『ユニコーン企業のひみつ ――Spotifyで学んだソフトウェアづくりと働き方』を読んで

『ユニコーン企業のひみつ ――Spotifyで学んだソフトウェアづくりと働き方』をほそぼそ読んで読み終わった。

最近ダラダラ怠惰な日々を送っているので、ダラダラと読んでいたが、ピクニックしながらとかカフェとか朝コーヒー飲みながらで、概ね2時間弱で読み終わった。そのくらいあっさりと薄い分量の一冊。

画像1

一方で、内容はそれ自体をめちゃくちゃ参考にする、というよりかは多かれ少なかれ同じような事を考えて日本企業でも実践していることが多かったと思う。

Spotifyがスウェーデン企業で国民性的な文化面が比較的北米企業よりも近いことも由来するだろうか。

スクワッド

少人数の必要な権限を持った小さなチームをスクワッドと呼んで運営している。

画像2

スクワッドは職能横断型で、デリバリーするプロダクトに責任を持ったメンバーが揃うチーム。NetFlixのフルサイクル開発者の語彙を参考にして弊チームであるBASE BANKは「フルサイクル開発チーム」と呼称しているが、それに近い子の印象を持った。あくまで自分の視界で近く見えるだけで組織設計視点とか労務視点とか別の視点では違うものでもあるのだろうが。

スクワッド成立に当たり、分離されたアーキテクチャがあるという。ダニエル・ピンクのモチベーション論におけるモチベーションの3因子である「自立」・「熟達」・「目的」において、個人的な考えとして大きなモノリスでオーナーシップを持って熟達できないシステム上では、いくら自立・目的を満たしてもモチベーションの行き場を失ってしまう、と考えている。

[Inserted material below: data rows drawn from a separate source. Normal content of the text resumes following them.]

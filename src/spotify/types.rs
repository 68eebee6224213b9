use std::collections::HashMap;
use std::time::{Duration, Instant};

use serde::{Deserialize, Serialize};

/// Album artwork variant.
#[derive(Debug, Clone, PartialEq, Eq, Serialize, Deserialize)]
pub struct Image {
    pub url: String,
    #[serde(default)]
    pub height: Option<u32>,
    #[serde(default)]
    pub width: Option<u32>,
}

impl Image {
    /// Create an image descriptor with known dimensions.
    pub fn new(url: impl Into<String>, width: u32, height: u32) -> Self {
        Self {
            url: url.into(),
            height: Some(height),
            width: Some(width),
        }
    }
}

/// Artist reference embedded in tracks and albums.
#[derive(Debug, Clone, PartialEq, Eq, Serialize, Deserialize)]
pub struct SimpleArtist {
    #[serde(default)]
    pub id: Option<String>,
    pub name: String,
    #[serde(default)]
    pub uri: Option<String>,
}

/// Album reference embedded in a track.
#[derive(Debug, Clone, PartialEq, Eq, Serialize, Deserialize)]
pub struct SimpleAlbum {
    #[serde(default)]
    pub id: Option<String>,
    pub name: String,
    #[serde(default)]
    pub album_type: Option<String>,
    #[serde(default)]
    pub release_date: Option<String>,
    #[serde(default)]
    pub artists: Vec<SimpleArtist>,
    #[serde(default)]
    pub images: Vec<Image>,
}

/// Full track object as returned by the Web API.
#[derive(Debug, Clone, PartialEq, Eq, Serialize, Deserialize)]
pub struct Track {
    /// Absent for local files.
    #[serde(default)]
    pub id: Option<String>,
    pub name: String,
    pub album: SimpleAlbum,
    #[serde(default)]
    pub artists: Vec<SimpleArtist>,
    #[serde(default)]
    pub duration_ms: u64,
    #[serde(default)]
    pub explicit: bool,
    #[serde(default)]
    pub popularity: Option<u32>,
    #[serde(default)]
    pub preview_url: Option<String>,
    #[serde(default)]
    pub track_number: Option<u32>,
    #[serde(default)]
    pub uri: Option<String>,
    #[serde(default)]
    pub external_urls: HashMap<String, String>,
}

/// Item of the currently-playing response. Episodes and ads are kept opaque.
#[derive(Debug, Clone, Serialize, Deserialize)]
#[serde(untagged)]
pub enum PlayingItem {
    Track(Box<Track>),
    Other(serde_json::Value),
}

/// Response of `GET /me/player/currently-playing`.
#[derive(Debug, Clone, Serialize, Deserialize)]
pub struct CurrentlyPlaying {
    #[serde(default)]
    pub timestamp: Option<i64>,
    #[serde(default)]
    pub progress_ms: Option<u64>,
    #[serde(default)]
    pub is_playing: bool,
    #[serde(default)]
    pub currently_playing_type: Option<String>,
    #[serde(default)]
    pub item: Option<PlayingItem>,
}

impl CurrentlyPlaying {
    /// The playing track, if the item is one.
    pub fn into_track(self) -> Option<Track> {
        match self.item? {
            PlayingItem::Track(track) => Some(*track),
            PlayingItem::Other(_) => None,
        }
    }
}

/// Playback device.
#[derive(Debug, Clone, Serialize, Deserialize)]
pub struct Device {
    #[serde(default)]
    pub id: Option<String>,
    pub name: String,
    #[serde(rename = "type", default)]
    pub kind: Option<String>,
    #[serde(default)]
    pub volume_percent: Option<u32>,
}

/// Response of `GET /me/player`.
#[derive(Debug, Clone, Serialize, Deserialize)]
pub struct PlayerState {
    #[serde(default)]
    pub is_playing: bool,
    #[serde(default)]
    pub device: Option<Device>,
    #[serde(default)]
    pub shuffle_state: bool,
    #[serde(default)]
    pub repeat_state: Option<String>,
    #[serde(default)]
    pub progress_ms: Option<u64>,
}

/// Response of `GET /me`.
#[derive(Debug, Clone, Serialize, Deserialize)]
pub struct User {
    pub id: String,
    #[serde(default)]
    pub display_name: Option<String>,
}

/// Response of the accounts token endpoint.
#[derive(Debug, Clone, Deserialize)]
pub struct TokenResponse {
    pub access_token: String,
    #[serde(default)]
    pub token_type: Option<String>,
    #[serde(default)]
    pub expires_in: u64,
    #[serde(default)]
    pub refresh_token: Option<String>,
    #[serde(default)]
    pub scope: Option<String>,
}

/// Bearer token held by an authorized client.
#[derive(Debug, Clone)]
pub struct Token {
    pub access_token: String,
    pub refresh_token: Option<String>,
    pub expires_at: Instant,
}

impl Token {
    /// Build a token from a token endpoint response received now.
    pub fn from_response(response: TokenResponse) -> Self {
        Self {
            access_token: response.access_token,
            refresh_token: response.refresh_token,
            expires_at: Instant::now() + Duration::from_secs(response.expires_in),
        }
    }

    /// Whether the token expires within `margin`.
    pub fn expires_within(&self, margin: Duration) -> bool {
        Instant::now() + margin >= self.expires_at
    }
}

/// Query parameters Spotify sends to the OAuth redirect.
#[derive(Debug, Clone, Default, Deserialize)]
pub struct CallbackParams {
    #[serde(default)]
    pub code: Option<String>,
    #[serde(default)]
    pub state: Option<String>,
    #[serde(default)]
    pub error: Option<String>,
}

#[cfg(test)]
mod tests {
    use super::*;
    use serde_json::json;

    #[test]
    fn test_track_deserialization() {
        let track: Track = serde_json::from_value(json!({
            "id": "4uLU6hMCjMI75M1A2tKUQC",
            "name": "Never Gonna Give You Up",
            "album": {
                "id": "6XhjNHCyCDyyGJRM5mg40G",
                "name": "Whenever You Need Somebody",
                "images": [
                    {"url": "https://i.scdn.co/image/640", "height": 640, "width": 640},
                    {"url": "https://i.scdn.co/image/64", "height": null, "width": null}
                ]
            },
            "artists": [{"id": "0gxyHStUsqpMadRV0Di1Qt", "name": "Rick Astley"}],
            "duration_ms": 213573,
            "explicit": false
        }))
        .unwrap();

        assert_eq!(track.id.as_deref(), Some("4uLU6hMCjMI75M1A2tKUQC"));
        assert_eq!(track.album.images.len(), 2);
        assert_eq!(track.album.images[0].width, Some(640));
        assert_eq!(track.album.images[1].height, None);
    }

    #[test]
    fn test_currently_playing_episode_is_not_a_track() {
        let playing: CurrentlyPlaying = serde_json::from_value(json!({
            "is_playing": true,
            "currently_playing_type": "episode",
            "item": {"id": "ep1", "name": "Some Episode", "show": {"name": "Show"}}
        }))
        .unwrap();

        assert!(playing.is_playing);
        assert!(playing.into_track().is_none());
    }

    #[test]
    fn test_currently_playing_without_item() {
        let playing: CurrentlyPlaying =
            serde_json::from_value(json!({"is_playing": false, "item": null})).unwrap();
        assert!(playing.into_track().is_none());
    }

    #[test]
    fn test_token_expiry() {
        let token = Token::from_response(TokenResponse {
            access_token: "abc".to_string(),
            token_type: Some("Bearer".to_string()),
            expires_in: 3600,
            refresh_token: Some("refresh".to_string()),
            scope: None,
        });

        assert!(!token.expires_within(Duration::from_secs(30)));
        assert!(token.expires_within(Duration::from_secs(7200)));
    }
}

やっかいなのが、大きなモノリスがすぐにそれぞれの自立した「スクワッド」単位にばらせるかというと、そう現実は甘くはないという課題が立ちはだかる。

各チームが熟達、つまりコード・DevOpsに責任を持てる単位にリアーキテクチャしていくには、人リソースを一定レベルそこに張るという決断が求められる。

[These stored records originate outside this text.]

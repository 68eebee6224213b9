use thiserror::Error;

/// Application-level errors
#[derive(Debug, Error)]
pub enum AppError {
    #[error("Configuration error: {message}")]
    Config { message: String },

    #[error("Cache error: {0}")]
    Cache(#[from] CacheError),

    #[error("Spotify error: {0}")]
    Spotify(#[from] SpotifyError),

    #[error("Spoty error: {0}")]
    Spoty(#[from] SpotyError),

    #[error("Authorization error: {0}")]
    Authorization(#[from] AuthorizationError),

    #[error("Server error: {message}")]
    Server { message: String },
}

/// Cache construction errors
#[derive(Debug, Error)]
pub enum CacheError {
    #[error("Invalid cache bounds: max_items={max_items}, max_cost={max_cost}")]
    InvalidBounds { max_items: usize, max_cost: u64 },
}

/// Spotify Web API errors
#[derive(Debug, Error)]
pub enum SpotifyError {
    #[error("Spotify unavailable: {message} (retries: {retries})")]
    Unavailable { message: String, retries: u32 },

    #[error("API error: {status} - {message}")]
    Api { status: u16, message: String },

    #[error("Invalid response: {message}")]
    InvalidResponse { message: String },

    #[error("Request timeout after {timeout_ms}ms")]
    Timeout { timeout_ms: u64 },

    #[error("HTTP error: {0}")]
    Http(#[from] reqwest::Error),
}

impl SpotifyError {
    /// Whether another attempt may succeed.
    pub fn is_retryable(&self) -> bool {
        match self {
            SpotifyError::Api { status, .. } => *status == 429 || *status >= 500,
            SpotifyError::Timeout { .. } => true,
            SpotifyError::Http(e) => e.is_connect() || e.is_timeout(),
            SpotifyError::Unavailable { .. } | SpotifyError::InvalidResponse { .. } => false,
        }
    }
}

/// Track enrichment pipeline errors
#[derive(Debug, Error)]
pub enum SpotyError {
    #[error("spoty not authenticated")]
    NotAuthenticated,

    #[error("no track currently playing")]
    NothingPlaying,

    #[error("Upstream error: {0}")]
    Upstream(#[from] SpotifyError),

    #[error("Invalid input: {message}")]
    InvalidInput { message: String },
}

/// OAuth callback errors. Authorization state is unchanged whenever one is returned.
#[derive(Debug, Error)]
pub enum AuthorizationError {
    #[error("you are already authenticated")]
    AlreadyAuthorized,

    #[error("state mismatch")]
    StateMismatch,

    #[error("authorization denied: {reason}")]
    Denied { reason: String },

    #[error("missing authorization code")]
    MissingCode,

    #[error("could not retrieve token: {0}")]
    Exchange(#[source] SpotifyError),

    #[error("could not retrieve current user: {0}")]
    UserLookup(#[source] SpotifyError),
}

/// Per-image failures. These end up as data on the enrichment result.
#[derive(Debug, Error)]
pub enum ImageError {
    #[error("fetch failed: {message}")]
    Fetch { message: String },

    #[error("unexpected status {status}")]
    Status { status: u16 },

    #[error("image body exceeds {limit} bytes")]
    TooLarge { limit: u64 },

    #[error("decode failed: {0}")]
    Decode(#[from] image::ImageError),
}

/// Result type alias for application errors
pub type AppResult<T> = Result<T, AppError>;

/// Result type alias for cache construction
pub type CacheResult<T> = Result<T, CacheError>;

/// Result type alias for Spotify operations
pub type SpotifyResult<T> = Result<T, SpotifyError>;

/// Result type alias for pipeline operations
pub type SpotyResult<T> = Result<T, SpotyError>;

/// Result type alias for authorization
pub type AuthorizationResult<T> = Result<T, AuthorizationError>;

ちょい耳が痛い話としては、ユニコーン企業はその技術的決断について「非技術者にわかりやすいように」説明するまでもなく素早くやってのけるという。そこにリソースを貼ることの意義について理解がある経営陣、みたいなのは一つの要因としてあるのだろうが、経営会議等に参加したことがある役割ではないので、そこについては特に言及を飛ばす。

プロダクトマネージャーはエンジニア出身が多い

テック企業におけるプロダクトマネージャーはエンジニア出身が多いという。弊チームのPdMもエンジニア出身だった。たしかにエンジニア出身ではない場合にある程度翻訳が求められるし、技術的負債の解消についてのコミュニケーションを行うのは少しだけ骨折りかも知れない。

トライブ、チャプター、ギルド

SquadはTribe内であればわりと行き来しやすいっていう特徴に「いいな」と思った。ソフトウェアエンジニア職は飽きるので、トライブ内であればいききしやすのは個人にとっても柔軟だし、トライブ内で優先順位の変更がありリソースの集中が必要な際に、特定squadへ寄せるとかの柔軟性もある。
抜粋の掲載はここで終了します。